The program uses fast convergent series for lattice sums Ls with real exponents s>3 for Lennard-Jones type of potentials (~r -s) associated with the simple cubic, face-centred cubic, body-centred cubic and hexagonal closed-packed lattices. Four different methods are used:
1) Direct summation (good for large exponents);
2) Dirichlet series (number theoretical treatment, good for large exponents);
3) Terras' decomposition of the Epstein zeta function for pure quadratic forms (good for small exponents);
4) Van der Hoff - Benson expansion (good for small exponents).
This is an open-source code and free for distribution (except for commercial purposes as it contains a modified version for the Bessel function published in Numerical Recipes). For citations please use:
- Antony Burrows and Peter Schwerdtfeger, Program Jones - A Fortran program for calculating lattices sums for the cubic and hexagonal lattices, Massey University, 2019. (pdf file with more details available upon request).
For an introduction to extended Lennard-Jones potentials and the use of corresponding lattice sums for solid-state properties see:
- P. Schwerdtfeger, N. Gaston, R. P. Krawczyk, R. Tonner, and G. E. Moyano, Extension of the Lennard-Jones potential: Theoretical investigations into rare-gas clusters and crystal lattices of He, Ne, Ar and Kr using many-body interaction expansions, Phys. Rev. B 73, 064112 (2006).

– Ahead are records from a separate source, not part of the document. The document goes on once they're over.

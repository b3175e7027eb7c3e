//! Errors surfaced by the room server.

use thiserror::Error;

use bullion_chain::ChainError;
use bullion_economy::{LedgerError, StoreError};
use bullion_sim::SimError;

/// Anything that can stop a room from starting or a call from completing.
#[derive(Debug, Error)]
pub enum RoomError {
    /// Engine lifecycle or sim config failure.
    #[error(transparent)]
    Sim(#[from] SimError),

    /// Ledger failure (contention, key reuse, invalid amount, store).
    #[error(transparent)]
    Ledger(#[from] LedgerError),

    /// Store connection failure.
    #[error(transparent)]
    Store(#[from] StoreError),

    /// Signer or settlement failure.
    #[error(transparent)]
    Chain(#[from] ChainError),

    /// A configuration value is out of range.
    #[error("invalid config: {0}")]
    InvalidConfig(String),

    /// The configuration file could not be parsed.
    #[error("config parse error: {0}")]
    ConfigParse(#[from] toml::de::Error),

    /// The configuration file could not be read.
    #[error("io error: {0}")]
    Io(#[from] std::io::Error),
}

/// Result type for room operations.
pub type RoomResult<T> = Result<T, RoomError>;
//! # Settlement Queue
//!
//! Bounded hand-off between whatever watches the chain and the thread that
//! applies events to the ledger.
//!
//! ```text
//! ┌──────────────┐     ┌──────────────┐     ┌──────────────┐
//! │   Indexer    │ ──▶ │   Parser     │ ──▶ │   Channel    │ ──▶ SettlementSync
//! │   / RPC      │     │              │     │   (Bounded)  │
//! └──────────────┘     └──────────────┘     └──────────────┘
//! ```
//!
//! A full queue refuses the event rather than blocking the producer; the
//! producer re-delivers it later and the event id keeps the replay harmless.

use std::sync::atomic::{AtomicU64, Ordering};
use std::sync::Arc;

use crossbeam_channel::{bounded, Receiver, Sender};
use tracing::warn;

use crate::events::{EventParser, SettlementEvent};

/// Counters for the queue.
#[derive(Debug, Default)]
pub struct QueueStats {
    /// Events accepted into the channel.
    pub events_received: AtomicU64,
    /// Events refused because the channel was full.
    pub events_dropped: AtomicU64,
    /// Raw logs that were not vault events.
    pub logs_ignored: AtomicU64,
}

/// Bounded settlement event channel.
#[derive(Clone)]
pub struct SettlementQueue {
    sender: Sender<SettlementEvent>,
    receiver: Receiver<SettlementEvent>,
    stats: Arc<QueueStats>,
}

impl SettlementQueue {
    /// Queue holding at most `capacity` events.
    #[must_use]
    pub fn new(capacity: usize) -> Self {
        let (sender, receiver) = bounded(capacity);
        Self {
            sender,
            receiver,
            stats: Arc::new(QueueStats::default()),
        }
    }

    /// Returns a clone of the event receiver.
    #[must_use]
    pub fn receiver(&self) -> Receiver<SettlementEvent> {
        self.receiver.clone()
    }

    /// Returns a reference to the statistics.
    #[must_use]
    pub fn stats(&self) -> Arc<QueueStats> {
        Arc::clone(&self.stats)
    }

    /// Events waiting.
    #[must_use]
    pub fn len(&self) -> usize {
        self.receiver.len()
    }

    /// True when nothing is waiting.
    #[must_use]
    pub fn is_empty(&self) -> bool {
        self.receiver.is_empty()
    }

    /// Enqueues an event; `false` if the channel is full.
    pub fn push(&self, event: SettlementEvent) -> bool {
        match self.sender.try_send(event) {
            Ok(()) => {
                self.stats.events_received.fetch_add(1, Ordering::Relaxed);
                true
            }
            Err(e) => {
                self.stats.events_dropped.fetch_add(1, Ordering::Relaxed);
                warn!(block = e.into_inner().block_number(), "settlement queue full, event refused");
                false
            }
        }
    }

    /// Parses a raw log and enqueues it. `false` for foreign logs or a full
    /// channel.
    pub fn push_raw_log(&self, topics: &[[u8; 32]], data: &[u8], block_number: u64, log_index: u32) -> bool {
        match EventParser::parse(topics, data, block_number, log_index) {
            Some(event) => self.push(event),
            None => {
                self.stats.logs_ignored.fetch_add(1, Ordering::Relaxed);
                false
            }
        }
    }

    /// Takes the next waiting event, if any.
    #[must_use]
    pub fn try_pop(&self) -> Option<SettlementEvent> {
        self.receiver.try_recv().ok()
    }
}

#[cfg(test)]
mod tests {
    use super::*;

    #[test]
    fn test_bounded() {
        let queue = SettlementQueue::new(2);
        assert!(queue.push(SettlementEvent::NewBlock(1)));
        assert!(queue.push(SettlementEvent::NewBlock(2)));
        assert!(!queue.push(SettlementEvent::NewBlock(3)));
        assert_eq!(queue.len(), 2);
        assert_eq!(queue.stats().events_dropped.load(Ordering::Relaxed), 1);

        assert_eq!(queue.try_pop(), Some(SettlementEvent::NewBlock(1)));
        assert_eq!(queue.try_pop(), Some(SettlementEvent::NewBlock(2)));
        assert!(queue.is_empty());
    }

    #[test]
    fn test_foreign_log_ignored() {
        let queue = SettlementQueue::new(4);
        assert!(!queue.push_raw_log(&[[0u8; 32]; 3], &[0u8; 32], 1, 0));
        assert_eq!(queue.stats().logs_ignored.load(Ordering::Relaxed), 1);
        assert!(queue.is_empty());
    }
}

A more detailed paper is on the way. For a general introduction into lattice sums see:
- J. M. Borwein, M. Glasser, R. McPhedran, J. Wan, and I. Zucker, Lattice sums then and now, 150 (Cambridge University Press, 2013).

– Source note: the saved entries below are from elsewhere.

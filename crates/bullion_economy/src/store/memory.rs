//! In-process store with the same atomicity rules as the shared one.
//!
//! Every key carries a version bumped on each write. `transact` reads values
//! and versions under the lock, releases it while the plan runs, then commits
//! only if every watched version is unchanged. Threads sharing one
//! `MemoryStore` therefore see real optimistic conflicts.

use std::collections::{BTreeSet, HashMap};
use std::sync::atomic::{AtomicU32, Ordering};
use std::time::{Duration, Instant};

use parking_lot::Mutex;
use tracing::trace;

use super::{parse_amount, parse_int, KvStore, Plan, TxOutcome, WriteOp};
use crate::error::{StoreError, StoreResult};

#[derive(Debug)]
struct Entry {
    value: String,
    expires_at: Option<Instant>,
}

#[derive(Debug, Default)]
struct Inner {
    values: HashMap<String, Entry>,
    /// (score, member) ordered, per sorted set.
    zsets: HashMap<String, BTreeSet<(u64, String)>>,
    versions: HashMap<String, u64>,
}

impl Inner {
    fn bump(&mut self, key: &str) {
        *self.versions.entry(key.to_string()).or_insert(0) += 1;
    }

    fn version(&self, key: &str) -> u64 {
        self.versions.get(key).copied().unwrap_or(0)
    }

    fn read(&mut self, key: &str, now: Instant) -> Option<String> {
        let expired = self
            .values
            .get(key)
            .and_then(|e| e.expires_at)
            .is_some_and(|at| at <= now);
        if expired {
            self.values.remove(key);
            self.bump(key);
        }
        self.values.get(key).map(|e| e.value.clone())
    }

    fn write(&mut self, key: &str, value: String, ttl_secs: Option<u64>, now: Instant) {
        let expires_at = ttl_secs.map(|s| now + Duration::from_secs(s));
        self.values.insert(key.to_string(), Entry { value, expires_at });
        self.bump(key);
    }

    fn incr(&mut self, key: &str, delta: i64, now: Instant) -> StoreResult<i64> {
        let current = parse_int(key, self.read(key, now).as_deref())?;
        let next = current.checked_add(delta).ok_or_else(|| StoreError::Corrupt {
            key: key.to_string(),
            value: format!("{current} + {delta} overflows"),
        })?;
        let ttl = self.values.get(key).and_then(|e| e.expires_at);
        self.values.insert(
            key.to_string(),
            Entry {
                value: next.to_string(),
                expires_at: ttl,
            },
        );
        self.bump(key);
        Ok(next)
    }

    fn apply(&mut self, op: WriteOp, now: Instant) -> StoreResult<()> {
        match op {
            WriteOp::Set { key, value, ttl_secs } => self.write(&key, value, ttl_secs, now),
            WriteOp::IncrBy { key, delta } => {
                self.incr(&key, delta, now)?;
            }
            WriteOp::Delete { key } => {
                self.values.remove(&key);
                self.bump(&key);
            }
            WriteOp::ZAdd { key, member, score } => {
                let set = self.zsets.entry(key.clone()).or_default();
                set.retain(|(_, m)| *m != member);
                set.insert((score, member));
                self.bump(&key);
            }
            WriteOp::ZRem { key, member } => {
                if let Some(set) = self.zsets.get_mut(&key) {
                    set.retain(|(_, m)| *m != member);
                }
                self.bump(&key);
            }
        }
        Ok(())
    }
}

/// Thread-safe in-memory [`KvStore`].
#[derive(Debug, Default)]
pub struct MemoryStore {
    inner: Mutex<Inner>,
    injected_conflicts: AtomicU32,
}

impl MemoryStore {
    /// Empty store.
    #[must_use]
    pub fn new() -> Self {
        Self::default()
    }

    /// Makes the next `count` transactions report a conflict, as if another
    /// writer touched a watched key.
    pub fn inject_conflicts(&self, count: u32) {
        self.injected_conflicts.store(count, Ordering::SeqCst);
    }

    /// Number of keys holding a value (expired keys may still count until
    /// read).
    #[must_use]
    pub fn len(&self) -> usize {
        self.inner.lock().values.len()
    }

    /// True when no key holds a value.
    #[must_use]
    pub fn is_empty(&self) -> bool {
        self.len() == 0
    }

    fn take_injected_conflict(&self) -> bool {
        self.injected_conflicts
            .fetch_update(Ordering::SeqCst, Ordering::SeqCst, |n| n.checked_sub(1))
            .is_ok()
    }
}

impl KvStore for MemoryStore {
    fn get(&self, key: &str) -> StoreResult<Option<String>> {
        Ok(self.inner.lock().read(key, Instant::now()))
    }

    fn zrange_by_score(&self, key: &str, max_score: u64, limit: usize) -> StoreResult<Vec<String>> {
        let inner = self.inner.lock();
        Ok(inner
            .zsets
            .get(key)
            .map(|set| {
                set.iter()
                    .take_while(|(score, _)| *score <= max_score)
                    .take(limit)
                    .map(|(_, member)| member.clone())
                    .collect()
            })
            .unwrap_or_default())
    }

    fn transact(&self, watch: &[String], plan: &mut Plan<'_>) -> StoreResult<TxOutcome> {
        let (values, versions): (Vec<Option<String>>, Vec<u64>) = {
            let mut inner = self.inner.lock();
            let now = Instant::now();
            watch
                .iter()
                .map(|k| (inner.read(k, now), inner.version(k)))
                .unzip()
        };

        let writes = plan(values.as_slice());

        let mut inner = self.inner.lock();
        let changed = watch
            .iter()
            .zip(&versions)
            .any(|(k, v)| inner.version(k) != *v);
        if changed || self.take_injected_conflict() {
            trace!(keys = watch.len(), "transaction conflict");
            return Ok(TxOutcome::Conflict);
        }

        // Validate integer targets first so a bad value cannot half-apply.
        let now = Instant::now();
        for op in &writes {
            if let WriteOp::IncrBy { key, .. } = op {
                parse_int(key, inner.read(key, now).as_deref())?;
            }
        }
        for op in writes {
            inner.apply(op, now)?;
        }
        Ok(TxOutcome::Committed)
    }

    fn incr_by(&self, key: &str, delta: i64) -> StoreResult<i64> {
        self.inner.lock().incr(key, delta, Instant::now())
    }

    fn decr_if_at_least(&self, key: &str, amount: u64) -> StoreResult<Option<u64>> {
        let mut inner = self.inner.lock();
        let now = Instant::now();
        let current = parse_amount(key, inner.read(key, now).as_deref())?;
        if current < amount {
            return Ok(None);
        }
        let delta = to_delta(key, amount)?;
        inner.incr(key, -delta, now)?;
        Ok(Some(current - amount))
    }

    fn move_if_at_least(&self, from: &str, to: &str, amount: u64) -> StoreResult<Option<u64>> {
        let mut inner = self.inner.lock();
        let now = Instant::now();
        let current = parse_amount(from, inner.read(from, now).as_deref())?;
        if current < amount {
            return Ok(None);
        }
        parse_int(to, inner.read(to, now).as_deref())?;
        let delta = to_delta(from, amount)?;
        inner.incr(from, -delta, now)?;
        inner.incr(to, delta, now)?;
        Ok(Some(current - amount))
    }
}

fn to_delta(key: &str, amount: u64) -> StoreResult<i64> {
    i64::try_from(amount).map_err(|_| StoreError::Corrupt {
        key: key.to_string(),
        value: amount.to_string(),
    })
}

#[cfg(test)]
mod tests {
    use super::*;

    fn keys(k: &[&str]) -> Vec<String> {
        k.iter().map(ToString::to_string).collect()
    }

    #[test]
    fn test_transact_commits() {
        let store = MemoryStore::new();
        let outcome = store
            .transact(&keys(&["a"]), &mut |values: &[Option<String>]| {
                assert_eq!(values, &[None]);
                vec![
                    WriteOp::IncrBy { key: "a".into(), delta: 5 },
                    WriteOp::Set { key: "b".into(), value: "x".into(), ttl_secs: None },
                ]
            })
            .unwrap();
        assert_eq!(outcome, TxOutcome::Committed);
        assert_eq!(store.get("a").unwrap().as_deref(), Some("5"));
        assert_eq!(store.get("b").unwrap().as_deref(), Some("x"));
    }

    #[test]
    fn test_watched_write_conflicts() {
        let store = MemoryStore::new();
        let outcome = store
            .transact(&keys(&["a"]), &mut |_: &[Option<String>]| {
                // Another writer lands between read and commit.
                store.incr_by("a", 1).unwrap();
                vec![WriteOp::IncrBy { key: "a".into(), delta: 10 }]
            })
            .unwrap();
        assert_eq!(outcome, TxOutcome::Conflict);
        assert_eq!(store.get("a").unwrap().as_deref(), Some("1"));
    }

    #[test]
    fn test_injected_conflicts_run_out() {
        let store = MemoryStore::new();
        store.inject_conflicts(2);
        let mut plan = |_: &[Option<String>]| Vec::<WriteOp>::new();
        assert_eq!(store.transact(&[], &mut plan).unwrap(), TxOutcome::Conflict);
        assert_eq!(store.transact(&[], &mut plan).unwrap(), TxOutcome::Conflict);
        assert_eq!(store.transact(&[], &mut plan).unwrap(), TxOutcome::Committed);
    }

    #[test]
    fn test_corrupt_value_aborts_whole_commit() {
        let store = MemoryStore::new();
        store
            .transact(&[], &mut |_: &[Option<String>]| {
                vec![WriteOp::Set { key: "bad".into(), value: "nope".into(), ttl_secs: None }]
            })
            .unwrap();
        let result = store.transact(&[], &mut |_: &[Option<String>]| {
            vec![
                WriteOp::IncrBy { key: "good".into(), delta: 1 },
                WriteOp::IncrBy { key: "bad".into(), delta: 1 },
            ]
        });
        assert!(matches!(result, Err(StoreError::Corrupt { .. })));
        assert_eq!(store.get("good").unwrap(), None);
    }

    #[test]
    fn test_scripts() {
        let store = MemoryStore::new();
        store.incr_by("a", 30).unwrap();

        assert_eq!(store.decr_if_at_least("a", 50).unwrap(), None);
        assert_eq!(store.decr_if_at_least("a", 10).unwrap(), Some(20));
        assert_eq!(store.move_if_at_least("a", "b", 25).unwrap(), None);
        assert_eq!(store.move_if_at_least("a", "b", 20).unwrap(), Some(0));
        assert_eq!(store.get("b").unwrap().as_deref(), Some("20"));
    }

    #[test]
    fn test_sorted_set_range() {
        let store = MemoryStore::new();
        store
            .transact(&[], &mut |_: &[Option<String>]| {
                vec![
                    WriteOp::ZAdd { key: "z".into(), member: "late".into(), score: 300 },
                    WriteOp::ZAdd { key: "z".into(), member: "early".into(), score: 100 },
                    WriteOp::ZAdd { key: "z".into(), member: "mid".into(), score: 200 },
                    WriteOp::ZAdd { key: "z".into(), member: "early".into(), score: 150 },
                    WriteOp::ZRem { key: "z".into(), member: "mid".into() },
                ]
            })
            .unwrap();
        assert_eq!(store.zrange_by_score("z", 250, 10).unwrap(), vec!["early"]);
        assert_eq!(store.zrange_by_score("z", 1000, 1).unwrap(), vec!["early"]);
        assert_eq!(store.zrange_by_score("z", 1000, 10).unwrap(), vec!["early", "late"]);
        assert!(store.zrange_by_score("missing", 1000, 10).unwrap().is_empty());
    }

    #[test]
    fn test_ttl_expires() {
        let store = MemoryStore::new();
        store
            .transact(&[], &mut |_: &[Option<String>]| {
                vec![WriteOp::Set { key: "k".into(), value: "v".into(), ttl_secs: Some(0) }]
            })
            .unwrap();
        assert_eq!(store.get("k").unwrap(), None);
    }
}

To download the fortran program click here:
For the number theoretical treatment in terms of the Dirichlet series a very small database containing the number of representations for an integer r3(n) with n≤100 is included in the program. Sloane's bigger data base for the four lattices with n≤10,000 can also be used and can be downloaded here (recreated by using Program Jones):
Download for the Sloane Database
A very large database (533.4 MB) for n≤20,000,000 well exceeding Sloane's data can be used as well and can downloaded here:
Download for Extended Sloane Database (compressed 178.1 MB)

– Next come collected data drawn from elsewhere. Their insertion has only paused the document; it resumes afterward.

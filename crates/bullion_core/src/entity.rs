//! # Entity Identity
//!
//! Entities are plain integers handed out by a per-room counter:
//! - never reused, so a stale id can only miss, never alias
//! - strictly increasing, so sorting by id is sorting by creation order

use serde::{Deserialize, Serialize};
use std::fmt;

/// Unique identifier for an entity within one room.
#[derive(Clone, Copy, Debug, PartialEq, Eq, PartialOrd, Ord, Hash, Serialize, Deserialize)]
#[repr(transparent)]
pub struct EntityId(u64);

impl EntityId {
    /// Wraps a raw id.
    #[inline]
    #[must_use]
    pub const fn new(raw: u64) -> Self {
        Self(raw)
    }

    /// Returns the raw id.
    #[inline]
    #[must_use]
    pub const fn raw(self) -> u64 {
        self.0
    }

    /// Null/invalid entity ID.
    pub const NULL: Self = Self(0);

    /// Checks if this entity ID is null/invalid.
    #[inline]
    #[must_use]
    pub const fn is_null(self) -> bool {
        self.0 == 0
    }
}

impl Default for EntityId {
    fn default() -> Self {
        Self::NULL
    }
}

impl fmt::Display for EntityId {
    fn fmt(&self, f: &mut fmt::Formatter<'_>) -> fmt::Result {
        write!(f, "{}", self.0)
    }
}

/// What an entity is. Declaration order is the tie-break order in
/// [`TypedId`] sorting.
#[derive(Clone, Copy, Debug, PartialEq, Eq, PartialOrd, Ord, Hash, Serialize, Deserialize)]
#[serde(rename_all = "snake_case")]
pub enum EntityKind {
    /// A connected player body.
    Player,
    /// A live projectile.
    Bullet,
    /// A budget-funded pickup.
    Pellet,
    /// Mass ejected from a damaged or killed player.
    Spill,
    /// Static circular obstacle.
    Obstacle,
}

impl EntityKind {
    /// Lowercase name used in snapshots and logs.
    #[must_use]
    pub const fn as_str(self) -> &'static str {
        match self {
            Self::Player => "player",
            Self::Bullet => "bullet",
            Self::Pellet => "pellet",
            Self::Spill => "spill",
            Self::Obstacle => "obstacle",
        }
    }
}

/// An id together with its kind. This is what the spatial grid stores.
#[derive(Clone, Copy, Debug, PartialEq, Eq, PartialOrd, Ord, Hash, Serialize, Deserialize)]
pub struct TypedId {
    /// Kind of the entity.
    pub kind: EntityKind,
    /// The id itself.
    pub id: EntityId,
}

impl TypedId {
    /// Creates a typed id.
    #[inline]
    #[must_use]
    pub const fn new(kind: EntityKind, id: EntityId) -> Self {
        Self { kind, id }
    }
}

/// Monotonic id counter. The first id handed out is 1; 0 is [`EntityId::NULL`].
#[derive(Clone, Copy, Debug, PartialEq, Eq, Serialize, Deserialize)]
pub struct IdAllocator {
    next: u64,
}

impl IdAllocator {
    /// Creates a counter starting at 1.
    #[must_use]
    pub const fn new() -> Self {
        Self { next: 1 }
    }

    /// Hands out the next id.
    pub fn allocate(&mut self) -> EntityId {
        let id = EntityId(self.next);
        self.next += 1;
        id
    }

    /// The id the next call to [`allocate`](Self::allocate) returns.
    #[must_use]
    pub const fn peek(&self) -> EntityId {
        EntityId(self.next)
    }
}

impl Default for IdAllocator {
    fn default() -> Self {
        Self::new()
    }
}

#[cfg(test)]
mod tests {
    use super::*;

    #[test]
    fn test_ids_are_monotonic() {
        let mut ids = IdAllocator::new();
        let a = ids.allocate();
        let b = ids.allocate();
        assert!(!a.is_null());
        assert!(a < b);
        assert_eq!(ids.peek().raw(), 3);
    }

    #[test]
    fn test_typed_id_ordering() {
        let p = TypedId::new(EntityKind::Player, EntityId::new(9));
        let o = TypedId::new(EntityKind::Obstacle, EntityId::new(1));
        assert!(p < o);
        assert_eq!(EntityKind::Spill.as_str(), "spill");
    }
}
//! # Room Notices
//!
//! What the room tells the transport layer after each tick.
//!
//! ```text
//! ┌─────────────┐      ┌─────────────┐      ┌─────────────┐
//! │ RoomDriver  │─────>│   Notice    │─────>│  Transport  │
//! │ (tick)      │      │   Channel   │      │  (clients)  │
//! └─────────────┘      └─────────────┘      └─────────────┘
//! ```
//!
//! Notices are advisory. Money has already moved by the time one is sent, so
//! a full channel drops the notice, never a payout.

use crossbeam_channel::{bounded, Receiver, Sender, TrySendError};
use tracing::warn;

use bullion_core::EntityId;
use bullion_economy::ExitTicket;

/// Events for the transport layer.
#[derive(Clone, Debug, PartialEq, Eq)]
pub enum RoomNotice {
    /// A player paid the buy-in and entered the world.
    PlayerJoined {
        /// Session.
        session_id: String,
        /// Wallet charged.
        wallet: String,
    },

    /// A player exited and their ticket is ready for redemption.
    PlayerExited {
        /// Session.
        session_id: String,
        /// The signed payout.
        ticket: ExitTicket,
    },

    /// A player exited but the payout is still being settled. Retried on
    /// later ticks.
    ExitPending {
        /// Session.
        session_id: String,
        /// Amount owed.
        amount: u64,
    },

    /// A player died, was liquidated, or timed out.
    PlayerDied {
        /// Session.
        session_id: String,
        /// Wallet.
        wallet: String,
        /// Mass dropped in the world.
        spilled: u64,
    },

    /// A pellet was removed because the spend budget could not fund it.
    PelletRevoked {
        /// The pickup.
        id: EntityId,
    },
}

/// Bounded notice channel.
pub struct NoticeBus {
    sender: Sender<RoomNotice>,
    receiver: Receiver<RoomNotice>,
}

impl NoticeBus {
    /// Creates a new bus.
    ///
    /// # Arguments
    ///
    /// * `capacity` - Maximum notices in flight before new ones are dropped.
    #[must_use]
    pub fn new(capacity: usize) -> Self {
        let (sender, receiver) = bounded(capacity);
        Self { sender, receiver }
    }

    /// Creates a sender handle (clone for multiple producers).
    #[must_use]
    pub fn sender(&self) -> NoticeSender {
        NoticeSender {
            sender: self.sender.clone(),
        }
    }

    /// Creates a receiver handle.
    #[must_use]
    pub fn receiver(&self) -> NoticeReceiver {
        NoticeReceiver {
            receiver: self.receiver.clone(),
        }
    }

    /// Creates a new pair of sender and receiver.
    #[must_use]
    pub fn create_pair(capacity: usize) -> (NoticeSender, NoticeReceiver) {
        let bus = Self::new(capacity);
        (bus.sender(), bus.receiver())
    }
}

/// Handle for sending notices.
#[derive(Clone)]
pub struct NoticeSender {
    sender: Sender<RoomNotice>,
}

impl NoticeSender {
    /// Sends a notice (non-blocking). Returns `false` if it was dropped.
    #[inline]
    pub fn send(&self, notice: RoomNotice) -> bool {
        match self.sender.try_send(notice) {
            Ok(()) => true,
            Err(TrySendError::Full(notice)) => {
                warn!(?notice, "notice channel full, dropping");
                false
            }
            // Nobody listening is fine for headless rooms.
            Err(TrySendError::Disconnected(_)) => false,
        }
    }
}

/// Handle for receiving notices.
#[derive(Clone)]
pub struct NoticeReceiver {
    receiver: Receiver<RoomNotice>,
}

impl NoticeReceiver {
    /// Receives all pending notices (non-blocking).
    #[inline]
    pub fn drain(&self) -> Vec<RoomNotice> {
        self.receiver.try_iter().collect()
    }

    /// Receives one notice (non-blocking).
    #[inline]
    pub fn try_recv(&self) -> Option<RoomNotice> {
        self.receiver.try_recv().ok()
    }

    /// Returns the number of pending notices.
    #[inline]
    #[must_use]
    pub fn pending_count(&self) -> usize {
        self.receiver.len()
    }
}

#[cfg(test)]
mod tests {
    use super::*;

    fn died(n: u64) -> RoomNotice {
        RoomNotice::PlayerDied {
            session_id: format!("s{n}"),
            wallet: "0xabc".into(),
            spilled: n,
        }
    }

    #[test]
    fn test_send_receive() {
        let (sender, receiver) = NoticeBus::create_pair(8);
        assert!(sender.send(died(1)));
        assert_eq!(receiver.pending_count(), 1);
        assert_eq!(receiver.try_recv(), Some(died(1)));
        assert_eq!(receiver.try_recv(), None);
    }

    #[test]
    fn test_full_channel_drops() {
        let (sender, receiver) = NoticeBus::create_pair(2);
        for n in 0..5 {
            let _ = sender.send(died(n));
        }
        assert_eq!(receiver.drain(), vec![died(0), died(1)]);
    }

    #[test]
    fn test_disconnected_receiver() {
        let bus = NoticeBus::new(2);
        let sender = bus.sender();
        drop(bus);
        assert!(!sender.send(died(1)));
    }
}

History: A detailed historical survey on lattice sums can be found in Borwein's book. For the sc, bcc, and fcc lattices, the first attempt to calculate the corresponding lattice sums to sufficient accuracy was by Lennard-Jones and Ingham, who used expansions in terms of Bessel functions. Details can also be found in the work by M. Born R. D. Misra [On the stability of crystal lattices. iv, Math. Proc. Cambridge Phil. Soc. 36, 466-478 (1940)]. In 1953 B. M. E. Van der Hoff and G. C. Benson introduced an expansion in terms of Bessel functions for lattice sums [A method for the evaluation of some lattice sums occurring in calculations of physical properties of crystals, Can. J. Phys. 31, 1087-1094 (1953)]. In 1973, A. A. Terras introduced an expansion of quadratic forms in terms of Bessel functions to successively reduce the dimension N in the Epstein zeta function by block-diagonalizing the matrix S of the quadratic form [Bessel series expansions of the Epstein zeta function and the functional equation, Trans. Am. Math. Soc. 183, 477-486 (1973)] shown at the top of the webpage. Further improvement came from the work by I. J. Zucker in 1975 who evaluated lattice sums and Madelung constants for cubic and tetragonal lattices to 10 significant digits by using a Mellin transformation in conjunction with Jacobian θ-functions (Madelung constants and lattice sums for invariant cubic lattice complexes and certain tetragonal structures, J. Phys. A: Math. Gen. 8, 1734 (1975); and many other papers]. The lattice sum for the hexagonal closed packed structure was given early by G. Kane and M. Goeppert-Mayer in 1940 [Lattice summations for hexagonal close-packed crystals, J. Chem. Phys. 8, 642 (1940)], but has never been evaluated to high precision as fast convergent expansions for this lattice were unknown so far.
Note: We are currently working on lattice sums in N dimensions using Terras' decomposition of the Epstein zeta function and analytical continuations.